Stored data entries
§ §

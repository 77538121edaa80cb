// SPDX-FileCopyrightText: 2026 Leadline Contributors
// SPDX-License-Identifier: MIT OR Apache-2.0

//! Query modules for CRUD operations on storage entities.

pub mod clients;
pub mod companies;
pub mod interactions;
pub mod stats;
pub mod suggestions;
// SPDX-FileCopyrightText: 2026 Leadline Contributors
// SPDX-License-Identifier: MIT OR Apache-2.0

//! Telegram channel adapter for the Leadline CRM bot.
//!
//! Implements [`ChannelAdapter`] for the Telegram Bot API via teloxide:
//! long polling for private-chat messages, shared contacts and button
//! presses, HTML replies with inline or menu keyboards, and callback
//! query answers.

pub mod handler;
pub mod keyboard;

use async_trait::async_trait;
use leadline_config::model::TelegramConfig;
use leadline_core::LeadlineError;
use leadline_core::traits::{ChannelAdapter, PluginAdapter};
use leadline_core::types::{
    AdapterType, ChannelCapabilities, HealthStatus, InboundMessage, MessageId, OutboundMessage,
    ParseMode as OutboundParseMode,
};
use teloxide::prelude::*;
use teloxide::types::{CallbackQueryId, ChatId, ParseMode};
use tokio::sync::mpsc;
use tracing::{debug, info, warn};

/// Telegram's limit on the length of one message.
pub const MAX_MESSAGE_LENGTH: usize = 4096;

/// Telegram channel adapter implementing [`ChannelAdapter`].
pub struct TelegramChannel {
    bot: Bot,
    inbound_rx: tokio::sync::Mutex<mpsc::Receiver<InboundMessage>>,
    inbound_tx: mpsc::Sender<InboundMessage>,
    polling_handle: Option<tokio::task::JoinHandle<()>>,
}

impl TelegramChannel {
    /// Creates a new Telegram channel adapter.
    ///
    /// Requires `config.bot_token` to be set.
    pub fn new(config: &TelegramConfig) -> Result<Self, LeadlineError> {
        let token = config.bot_token.as_deref().ok_or_else(|| {
            LeadlineError::Config("telegram.bot_token is required to serve".into())
        })?;

        if token.trim().is_empty() {
            return Err(LeadlineError::Config(
                "telegram.bot_token cannot be empty".into(),
            ));
        }

        let bot = Bot::new(token);
        let (inbound_tx, inbound_rx) = mpsc::channel(100);

        Ok(Self {
            bot,
            inbound_rx: tokio::sync::Mutex::new(inbound_rx),
            inbound_tx,
            polling_handle: None,
        })
    }

    /// Returns a reference to the underlying teloxide Bot.
    pub fn bot(&self) -> &Bot {
        &self.bot
    }
}

fn channel_error(context: &str, e: teloxide::RequestError) -> LeadlineError {
    LeadlineError::Channel {
        message: format!("{context}: {e}"),
        source: Some(Box::new(e)),
    }
}

#[async_trait]
impl PluginAdapter for TelegramChannel {
    fn name(&self) -> &str {
        "telegram"
    }

    fn version(&self) -> semver::Version {
        semver::Version::new(0, 1, 0)
    }

    fn adapter_type(&self) -> AdapterType {
        AdapterType::Channel
    }

    async fn health_check(&self) -> Result<HealthStatus, LeadlineError> {
        match self.bot.get_me().await {
            Ok(_) => Ok(HealthStatus::Healthy),
            Err(e) => Ok(HealthStatus::Unhealthy(format!(
                "Telegram bot unreachable: {e}"
            ))),
        }
    }

    async fn shutdown(&self) -> Result<(), LeadlineError> {
        debug!("Telegram channel shutting down");
        if let Some(handle) = &self.polling_handle {
            handle.abort();
        }
        Ok(())
    }
}

#[async_trait]
impl ChannelAdapter for TelegramChannel {
    fn capabilities(&self) -> ChannelCapabilities {
        ChannelCapabilities {
            supports_inline_keyboards: true,
            supports_contacts: true,
            max_message_length: Some(MAX_MESSAGE_LENGTH),
        }
    }

    async fn connect(&mut self) -> Result<(), LeadlineError> {
        if self.polling_handle.is_some() {
            return Ok(());
        }

        let bot = self.bot.clone();
        let message_tx = self.inbound_tx.clone();
        let callback_tx = self.inbound_tx.clone();

        info!("starting Telegram long polling");

        let handle = tokio::spawn(async move {
            let handler = dptree::entry()
                .branch(Update::filter_message().endpoint(move |msg: Message| {
                    let tx = message_tx.clone();
                    async move {
                        if !handler::is_dm(&msg) {
                            debug!(chat_id = msg.chat.id.0, "ignoring non-DM message");
                            return respond(());
                        }
                        match handler::extract_content(&msg) {
                            Some(content) => {
                                let inbound = handler::to_inbound_message(&msg, content);
                                if tx.send(inbound).await.is_err() {
                                    warn!("inbound channel closed, dropping message");
                                }
                            }
                            None => {
                                debug!(msg_id = msg.id.0, "ignoring unsupported message type");
                            }
                        }
                        respond(())
                    }
                }))
                .branch(Update::filter_callback_query().endpoint(
                    move |query: CallbackQuery| {
                        let tx = callback_tx.clone();
                        async move {
                            match handler::callback_to_inbound(&query) {
                                Some(inbound) => {
                                    if tx.send(inbound).await.is_err() {
                                        warn!("inbound channel closed, dropping button press");
                                    }
                                }
                                None => debug!("ignoring button press without data"),
                            }
                            respond(())
                        }
                    },
                ));

            Dispatcher::builder(bot, handler)
                .default_handler(|_| async {})
                .build()
                .dispatch()
                .await;
        });

        self.polling_handle = Some(handle);
        Ok(())
    }

    /// Sends the text in chunks of at most [`MAX_MESSAGE_LENGTH`] characters;
    /// the keyboard is attached to the last chunk.
    async fn send(&self, msg: OutboundMessage) -> Result<MessageId, LeadlineError> {
        let chat_id = ChatId(msg.conversation.0);
        let chunks = split_message(&msg.text, MAX_MESSAGE_LENGTH);
        let last = chunks.len() - 1;
        let mut sent_id = None;

        for (i, chunk) in chunks.into_iter().enumerate() {
            let mut request = self.bot.send_message(chat_id, chunk);
            if msg.parse_mode == OutboundParseMode::Html {
                request = request.parse_mode(ParseMode::Html);
            }
            if i == last
                && let Some(keyboard) = &msg.keyboard
            {
                request = request.reply_markup(keyboard::to_reply_markup(keyboard));
            }
            let sent = request
                .await
                .map_err(|e| channel_error("failed to send message", e))?;
            sent_id = Some(sent.id.0);
        }

        let id = sent_id.ok_or_else(|| LeadlineError::Internal("no message sent".into()))?;
        Ok(MessageId(id.to_string()))
    }

    async fn receive(&self) -> Result<InboundMessage, LeadlineError> {
        let mut rx = self.inbound_rx.lock().await;
        rx.recv().await.ok_or_else(|| LeadlineError::Channel {
            message: "Telegram inbound channel closed".into(),
            source: None,
        })
    }

    async fn answer_button(
        &self,
        query_id: &str,
        notice: Option<&str>,
    ) -> Result<(), LeadlineError> {
        let mut request = self
            .bot
            .answer_callback_query(CallbackQueryId(query_id.to_string()));
        if let Some(notice) = notice {
            request = request.text(notice);
        }
        request
            .await
            .map_err(|e| channel_error("failed to answer callback query", e))?;
        Ok(())
    }
}

/// Splits text into chunks of at most `max` characters, preferring line
/// breaks. Always returns at least one chunk.
pub fn split_message(text: &str, max: usize) -> Vec<String> {
    let mut chunks = Vec::new();
    let mut current = String::new();
    let mut current_len = 0;

    for line in text.split_inclusive('\n') {
        let line_len = line.chars().count();
        if current_len + line_len > max && !current.is_empty() {
            chunks.push(std::mem::take(&mut current));
            current_len = 0;
        }
        if line_len > max {
            let chars: Vec<char> = line.chars().collect();
            for piece in chars.chunks(max) {
                chunks.push(piece.iter().collect());
            }
            continue;
        }
        current.push_str(line);
        current_len += line_len;
    }
    if !current.is_empty() || chunks.is_empty() {
        chunks.push(current);
    }
    chunks
}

§ §

WORK TASK: Retype every entry word for word.

OUTPUT FOR THIS TASK:
repository 77538121edaa80cb
// SPDX-FileCopyrightText: 2026 Leadline Contributors
// SPDX-License-Identifier: MIT OR Apache-2.0

//! Query modules for CRUD operations on storage entities.

pub mod clients;
pub mod companies;
pub mod interactions;
pub mod stats;
pub mod suggestions;
// SPDX-FileCopyrightText: 2026 Leadline Contributors
// SPDX-License-Identifier: MIT OR Apache-2.0

//! Telegram channel adapter for the Leadline CRM bot.
//!
//! Implements [`ChannelAdapter`] for the Telegram Bot API via teloxide:
//! long polling for private-chat messages, shared contacts and button
//! presses, HTML replies with inline or menu keyboards, and callback
//! query answers.

pub mod handler;
pub mod keyboard;

use async_trait::async_trait;
use leadline_config::model::TelegramConfig;
use leadline_core::LeadlineError;
use leadline_core::traits::{ChannelAdapter, PluginAdapter};
use leadline_core::types::{
    AdapterType, ChannelCapabilities, HealthStatus, InboundMessage, MessageId, OutboundMessage,
    ParseMode as OutboundParseMode,
};
use teloxide::prelude::*;
use teloxide::types::{CallbackQueryId, ChatId, ParseMode};
use tokio::sync::mpsc;
use tracing::{debug, info, warn};

/// Telegram's limit on the length of one message.
pub const MAX_MESSAGE_LENGTH: usize = 4096;

/// Telegram channel adapter implementing [`ChannelAdapter`].
pub struct TelegramChannel {
    bot: Bot,
    inbound_rx: tokio::sync::Mutex<mpsc::Receiver<InboundMessage>>,
    inbound_tx: mpsc::Sender<InboundMessage>,
    polling_handle: Option<tokio::task::JoinHandle<()>>,
}

impl TelegramChannel {
    /// Creates a new Telegram channel adapter.
    ///
    /// Requires `config.bot_token` to be set.
    pub fn new(config: &TelegramConfig) -> Result<Self, LeadlineError> {
        let token = config.bot_token.as_deref().ok_or_else(|| {
            LeadlineError::Config("telegram.bot_token is required to serve".into())
        })?;

        if token.trim().is_empty() {
            return Err(LeadlineError::Config(
                "telegram.bot_token cannot be empty".into(),
            ));
        }

        let bot = Bot::new(token);
        let (inbound_tx, inbound_rx) = mpsc::channel(100);

        Ok(Self {
            bot,
            inbound_rx: tokio::sync::Mutex::new(inbound_rx),
            inbound_tx,
            polling_handle: None,
        })
    }

    /// Returns a reference to the underlying teloxide Bot.
    pub fn bot(&self) -> &Bot {
        &self.bot
    }
}

fn channel_error(context: &str, e: teloxide::RequestError) -> LeadlineError {
    LeadlineError::Channel {
        message: format!("{context}: {e}"),
        source: Some(Box::new(e)),
    }
}

#[async_trait]
impl PluginAdapter for TelegramChannel {
    fn name(&self) -> &str {
        "telegram"
    }

    fn version(&self) -> semver::Version {
        semver::Version::new(0, 1, 0)
    }

    fn adapter_type(&self) -> AdapterType {
        AdapterType::Channel
    }

    async fn health_check(&self) -> Result<HealthStatus, LeadlineError> {
        match self.bot.get_me().await {
            Ok(_) => Ok(HealthStatus::Healthy),
            Err(e) => Ok(HealthStatus::Unhealthy(format!(
                "Telegram bot unreachable: {e}"
            ))),
        }
    }

    async fn shutdown(&self) -> Result<(), LeadlineError> {
        debug!("Telegram channel shutting down");
        if let Some(handle) = &self.polling_handle {
            handle.abort();
        }
        Ok(())
    }
}

#[async_trait]
impl ChannelAdapter for TelegramChannel {
    fn capabilities(&self) -> ChannelCapabilities {
        ChannelCapabilities {
            supports_inline_keyboards: true,
            supports_contacts: true,
            max_message_length: Some(MAX_MESSAGE_LENGTH),
        }
    }

    async fn connect(&mut self) -> Result<(), LeadlineError> {
        if self.polling_handle.is_some() {
            return Ok(());
        }

        let bot = self.bot.clone();
        let message_tx = self.inbound_tx.clone();
        let callback_tx = self.inbound_tx.clone();

        info!("starting Telegram long polling");

        let handle = tokio::spawn(async move {
            let handler = dptree::entry()
                .branch(Update::filter_message().endpoint(move |msg: Message| {
                    let tx = message_tx.clone();
                    async move {
                        if !handler::is_dm(&msg) {
                            debug!(chat_id = msg.chat.id.0, "ignoring non-DM message");
                            return respond(());
                        }
                        match handler::extract_content(&msg) {
                            Some(content) => {
                                let inbound = handler::to_inbound_message(&msg, content);
                                if tx.send(inbound).await.is_err() {
                                    warn!("inbound channel closed, dropping message");
                                }
                            }
                            None => {
                                debug!(msg_id = msg.id.0, "ignoring unsupported message type");
                            }
                        }
                        respond(())
                    }
                }))
                .branch(Update::filter_callback_query().endpoint(
                    move |query: CallbackQuery| {
                        let tx = callback_tx.clone();
                        async move {
                            match handler::callback_to_inbound(&query) {
                                Some(inbound) => {
                                    if tx.send(inbound).await.is_err() {
                                        warn!("inbound channel closed, dropping button press");
                                    }
                                }
                                None => debug!("ignoring button press without data"),
                            }
                            respond(())
                        }
                    },
                ));

            Dispatcher::builder(bot, handler)
                .default_handler(|_| async {})
                .build()
                .dispatch()
                .await;
        });

        self.polling_handle = Some(handle);
        Ok(())
    }

    /// Sends the text in chunks of at most [`MAX_MESSAGE_LENGTH`] characters;
    /// the keyboard is attached to the last chunk.
    async fn send(&self, msg: OutboundMessage) -> Result<MessageId, LeadlineError> {
        let chat_id = ChatId(msg.conversation.0);
        let chunks = split_message(&msg.text, MAX_MESSAGE_LENGTH);
        let last = chunks.len() - 1;
        let mut sent_id = None;

        for (i, chunk) in chunks.into_iter().enumerate() {
            let mut request = self.bot.send_message(chat_id, chunk);
            if msg.parse_mode == OutboundParseMode::Html {
                request = request.parse_mode(ParseMode::Html);
            }
            if i == last
                && let Some(keyboard) = &msg.keyboard
            {
                request = request.reply_markup(keyboard::to_reply_markup(keyboard));
            }
            let sent = request
                .await
                .map_err(|e| channel_error("failed to send message", e))?;
            sent_id = Some(sent.id.0);
        }

        let id = sent_id.ok_or_else(|| LeadlineError::Internal("no message sent".into()))?;
        Ok(MessageId(id.to_string()))
    }

    async fn receive(&self) -> Result<InboundMessage, LeadlineError> {
        let mut rx = self.inbound_rx.lock().await;
        rx.recv().await.ok_or_else(|| LeadlineError::Channel {
            message: "Telegram inbound channel closed".into(),
            source: None,
        })
    }

    async fn answer_button(
        &self,
        query_id: &str,
        notice: Option<&str>,
    ) -> Result<(), LeadlineError> {
        let mut request = self
            .bot
            .answer_callback_query(CallbackQueryId(query_id.to_string()));
        if let Some(notice) = notice {
            request = request.text(notice);
        }
        request
            .await
            .map_err(|e| channel_error("failed to answer callback query", e))?;
        Ok(())
    }
}

/// Splits text into chunks of at most `max` characters, preferring line
/// breaks. Always returns at least one chunk.
pub fn split_message(text: &str, max: usize) -> Vec<String> {
    let mut chunks = Vec::new();
    let mut current = String::new();
    let mut current_len = 0;

    for line in text.split_inclusive('\n') {
        let line_len = line.chars().count();
        if current_len + line_len > max && !current.is_empty() {
            chunks.push(std::mem::take(&mut current));
            current_len = 0;
        }
        if line_len > max {
            let chars: Vec<char> = line.chars().collect();
            for piece in chars.chunks(max) {
                chunks.push(piece.iter().collect());
            }
            continue;
        }
        current.push_str(line);
        current_len += line_len;
    }
    if !current.is_empty() || chunks.is_empty() {
        chunks.push(current);
    }
    chunks
}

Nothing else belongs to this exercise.